Exercise material
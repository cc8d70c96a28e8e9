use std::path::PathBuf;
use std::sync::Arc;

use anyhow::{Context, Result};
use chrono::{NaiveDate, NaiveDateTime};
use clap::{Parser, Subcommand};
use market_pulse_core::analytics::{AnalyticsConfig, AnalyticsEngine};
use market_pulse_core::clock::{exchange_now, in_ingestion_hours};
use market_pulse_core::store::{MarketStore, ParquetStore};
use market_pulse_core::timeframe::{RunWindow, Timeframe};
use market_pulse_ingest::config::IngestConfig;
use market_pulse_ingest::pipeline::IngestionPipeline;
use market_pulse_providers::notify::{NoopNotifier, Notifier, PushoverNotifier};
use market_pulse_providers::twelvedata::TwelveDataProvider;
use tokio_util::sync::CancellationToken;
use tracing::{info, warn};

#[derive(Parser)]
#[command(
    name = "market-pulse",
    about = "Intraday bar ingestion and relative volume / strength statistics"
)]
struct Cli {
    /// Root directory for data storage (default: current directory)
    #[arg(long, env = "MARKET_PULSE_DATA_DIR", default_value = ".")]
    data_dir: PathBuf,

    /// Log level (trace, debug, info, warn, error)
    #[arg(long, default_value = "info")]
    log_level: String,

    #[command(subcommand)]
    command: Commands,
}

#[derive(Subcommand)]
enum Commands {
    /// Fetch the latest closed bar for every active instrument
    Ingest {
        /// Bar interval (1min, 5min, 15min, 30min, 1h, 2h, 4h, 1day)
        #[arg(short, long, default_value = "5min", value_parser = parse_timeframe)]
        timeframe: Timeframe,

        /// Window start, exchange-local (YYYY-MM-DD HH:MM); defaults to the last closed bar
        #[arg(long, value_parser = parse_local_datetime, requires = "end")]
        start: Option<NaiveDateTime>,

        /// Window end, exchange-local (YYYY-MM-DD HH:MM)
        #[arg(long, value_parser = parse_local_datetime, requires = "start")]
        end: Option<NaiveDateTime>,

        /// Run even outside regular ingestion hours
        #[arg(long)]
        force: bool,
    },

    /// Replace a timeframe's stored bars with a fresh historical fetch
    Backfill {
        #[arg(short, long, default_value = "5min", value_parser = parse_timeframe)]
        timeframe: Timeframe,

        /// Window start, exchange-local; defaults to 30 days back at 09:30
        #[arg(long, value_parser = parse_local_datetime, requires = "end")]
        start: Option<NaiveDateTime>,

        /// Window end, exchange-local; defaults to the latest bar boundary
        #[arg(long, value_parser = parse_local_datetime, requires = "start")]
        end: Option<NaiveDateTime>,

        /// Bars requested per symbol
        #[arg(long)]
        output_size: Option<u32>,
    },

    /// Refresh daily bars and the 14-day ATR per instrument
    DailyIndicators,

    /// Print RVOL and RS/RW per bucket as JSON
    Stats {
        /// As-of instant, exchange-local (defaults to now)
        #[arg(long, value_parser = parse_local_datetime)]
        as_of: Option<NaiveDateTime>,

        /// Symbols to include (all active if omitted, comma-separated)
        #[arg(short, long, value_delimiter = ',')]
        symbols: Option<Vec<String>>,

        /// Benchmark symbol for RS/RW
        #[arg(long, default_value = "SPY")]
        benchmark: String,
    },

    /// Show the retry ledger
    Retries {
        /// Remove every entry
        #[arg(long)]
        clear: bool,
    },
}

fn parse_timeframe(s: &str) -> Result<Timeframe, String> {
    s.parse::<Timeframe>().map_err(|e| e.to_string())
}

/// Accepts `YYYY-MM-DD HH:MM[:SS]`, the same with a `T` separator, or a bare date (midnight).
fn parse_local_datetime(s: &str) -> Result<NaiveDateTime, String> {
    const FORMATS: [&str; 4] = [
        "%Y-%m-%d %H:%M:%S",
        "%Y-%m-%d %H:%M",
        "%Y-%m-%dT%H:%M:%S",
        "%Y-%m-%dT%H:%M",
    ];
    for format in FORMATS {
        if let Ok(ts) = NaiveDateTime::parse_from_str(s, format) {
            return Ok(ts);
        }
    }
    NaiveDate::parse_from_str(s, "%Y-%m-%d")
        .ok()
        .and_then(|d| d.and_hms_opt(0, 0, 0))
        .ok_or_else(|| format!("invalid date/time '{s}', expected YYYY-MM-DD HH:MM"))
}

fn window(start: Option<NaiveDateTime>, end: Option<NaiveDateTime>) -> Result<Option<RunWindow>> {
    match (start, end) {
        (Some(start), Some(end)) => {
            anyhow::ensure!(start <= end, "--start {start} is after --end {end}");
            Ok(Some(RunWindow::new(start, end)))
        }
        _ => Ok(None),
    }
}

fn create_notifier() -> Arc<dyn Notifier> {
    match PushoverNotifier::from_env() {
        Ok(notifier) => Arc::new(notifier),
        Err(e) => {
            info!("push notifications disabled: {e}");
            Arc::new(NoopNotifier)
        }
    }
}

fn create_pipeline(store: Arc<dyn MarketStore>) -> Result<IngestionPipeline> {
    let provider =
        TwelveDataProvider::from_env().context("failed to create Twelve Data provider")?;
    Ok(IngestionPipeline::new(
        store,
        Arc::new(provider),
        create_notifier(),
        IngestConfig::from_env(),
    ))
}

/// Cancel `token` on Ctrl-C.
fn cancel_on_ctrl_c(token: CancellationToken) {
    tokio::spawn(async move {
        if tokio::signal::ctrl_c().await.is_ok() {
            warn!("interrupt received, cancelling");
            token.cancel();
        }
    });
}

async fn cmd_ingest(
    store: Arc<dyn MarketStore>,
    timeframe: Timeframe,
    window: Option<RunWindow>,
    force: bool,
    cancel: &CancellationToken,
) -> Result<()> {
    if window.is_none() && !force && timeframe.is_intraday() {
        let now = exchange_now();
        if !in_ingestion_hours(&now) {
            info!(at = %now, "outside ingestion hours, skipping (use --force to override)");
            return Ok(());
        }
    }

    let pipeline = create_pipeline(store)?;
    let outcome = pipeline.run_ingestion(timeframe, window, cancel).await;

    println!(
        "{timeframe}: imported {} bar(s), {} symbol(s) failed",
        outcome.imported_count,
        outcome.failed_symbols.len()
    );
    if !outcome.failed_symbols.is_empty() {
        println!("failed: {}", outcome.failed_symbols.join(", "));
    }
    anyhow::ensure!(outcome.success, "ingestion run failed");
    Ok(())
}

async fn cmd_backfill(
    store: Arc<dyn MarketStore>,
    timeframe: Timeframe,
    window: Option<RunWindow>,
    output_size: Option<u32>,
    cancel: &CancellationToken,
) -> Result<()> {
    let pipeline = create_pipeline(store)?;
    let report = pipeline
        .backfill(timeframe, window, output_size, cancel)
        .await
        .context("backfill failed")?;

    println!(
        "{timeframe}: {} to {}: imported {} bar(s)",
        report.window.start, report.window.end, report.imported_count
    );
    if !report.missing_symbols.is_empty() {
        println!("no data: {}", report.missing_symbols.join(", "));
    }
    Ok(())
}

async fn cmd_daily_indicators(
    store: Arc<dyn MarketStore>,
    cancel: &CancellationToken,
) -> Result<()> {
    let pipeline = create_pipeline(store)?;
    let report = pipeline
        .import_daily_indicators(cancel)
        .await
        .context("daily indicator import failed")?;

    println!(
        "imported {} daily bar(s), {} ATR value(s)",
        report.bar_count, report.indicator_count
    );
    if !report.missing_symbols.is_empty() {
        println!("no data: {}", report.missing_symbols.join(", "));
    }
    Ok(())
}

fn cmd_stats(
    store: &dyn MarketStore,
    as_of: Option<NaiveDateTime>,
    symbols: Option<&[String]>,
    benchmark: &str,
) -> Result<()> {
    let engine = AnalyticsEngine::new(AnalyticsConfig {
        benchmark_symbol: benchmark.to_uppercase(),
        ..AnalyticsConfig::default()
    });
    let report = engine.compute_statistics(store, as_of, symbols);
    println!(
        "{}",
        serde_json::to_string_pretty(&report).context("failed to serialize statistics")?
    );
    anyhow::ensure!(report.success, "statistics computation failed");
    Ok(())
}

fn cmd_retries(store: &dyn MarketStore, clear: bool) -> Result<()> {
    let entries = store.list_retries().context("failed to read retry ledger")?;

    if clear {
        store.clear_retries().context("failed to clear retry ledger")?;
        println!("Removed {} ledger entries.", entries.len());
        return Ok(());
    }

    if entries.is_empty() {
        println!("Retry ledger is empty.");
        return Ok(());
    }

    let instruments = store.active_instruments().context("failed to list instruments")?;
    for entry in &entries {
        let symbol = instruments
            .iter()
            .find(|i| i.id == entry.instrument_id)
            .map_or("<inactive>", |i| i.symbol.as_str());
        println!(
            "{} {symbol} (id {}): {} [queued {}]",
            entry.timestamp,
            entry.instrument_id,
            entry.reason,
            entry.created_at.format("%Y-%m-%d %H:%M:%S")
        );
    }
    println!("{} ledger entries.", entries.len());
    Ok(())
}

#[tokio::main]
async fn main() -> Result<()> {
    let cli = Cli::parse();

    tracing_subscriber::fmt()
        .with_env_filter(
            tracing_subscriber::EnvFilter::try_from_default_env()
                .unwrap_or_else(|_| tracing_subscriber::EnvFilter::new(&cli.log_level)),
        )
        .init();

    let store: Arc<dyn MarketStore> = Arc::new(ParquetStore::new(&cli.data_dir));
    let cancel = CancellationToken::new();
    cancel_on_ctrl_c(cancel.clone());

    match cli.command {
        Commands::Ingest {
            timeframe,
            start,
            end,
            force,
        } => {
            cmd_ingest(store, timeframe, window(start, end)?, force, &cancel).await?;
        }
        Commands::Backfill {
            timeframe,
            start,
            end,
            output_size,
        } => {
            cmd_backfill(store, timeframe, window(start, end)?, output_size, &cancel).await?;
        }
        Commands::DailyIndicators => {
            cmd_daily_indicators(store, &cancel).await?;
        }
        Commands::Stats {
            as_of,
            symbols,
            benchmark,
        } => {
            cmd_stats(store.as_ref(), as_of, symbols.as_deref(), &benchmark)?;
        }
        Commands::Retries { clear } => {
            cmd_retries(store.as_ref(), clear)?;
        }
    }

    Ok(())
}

Description of the task
The lines from the top of the data above down to the line containing "end, exchange-local (YYYY-MM-DD HH:MM)" are to be copied exactly; no other line should appear.

Task output
repository cc8d70c96a28e8e9
use std::path::PathBuf;
use std::sync::Arc;

use anyhow::{Context, Result};
use chrono::{NaiveDate, NaiveDateTime};
use clap::{Parser, Subcommand};
use market_pulse_core::analytics::{AnalyticsConfig, AnalyticsEngine};
use market_pulse_core::clock::{exchange_now, in_ingestion_hours};
use market_pulse_core::store::{MarketStore, ParquetStore};
use market_pulse_core::timeframe::{RunWindow, Timeframe};
use market_pulse_ingest::config::IngestConfig;
use market_pulse_ingest::pipeline::IngestionPipeline;
use market_pulse_providers::notify::{NoopNotifier, Notifier, PushoverNotifier};
use market_pulse_providers::twelvedata::TwelveDataProvider;
use tokio_util::sync::CancellationToken;
use tracing::{info, warn};

#[derive(Parser)]
#[command(
    name = "market-pulse",
    about = "Intraday bar ingestion and relative volume / strength statistics"
)]
struct Cli {
    /// Root directory for data storage (default: current directory)
    #[arg(long, env = "MARKET_PULSE_DATA_DIR", default_value = ".")]
    data_dir: PathBuf,

    /// Log level (trace, debug, info, warn, error)
    #[arg(long, default_value = "info")]
    log_level: String,

    #[command(subcommand)]
    command: Commands,
}

#[derive(Subcommand)]
enum Commands {
    /// Fetch the latest closed bar for every active instrument
    Ingest {
        /// Bar interval (1min, 5min, 15min, 30min, 1h, 2h, 4h, 1day)
        #[arg(short, long, default_value = "5min", value_parser = parse_timeframe)]
        timeframe: Timeframe,

        /// Window start, exchange-local (YYYY-MM-DD HH:MM); defaults to the last closed bar
        #[arg(long, value_parser = parse_local_datetime, requires = "end")]
        start: Option<NaiveDateTime>,

        /// Window end, exchange-local (YYYY-MM-DD HH:MM)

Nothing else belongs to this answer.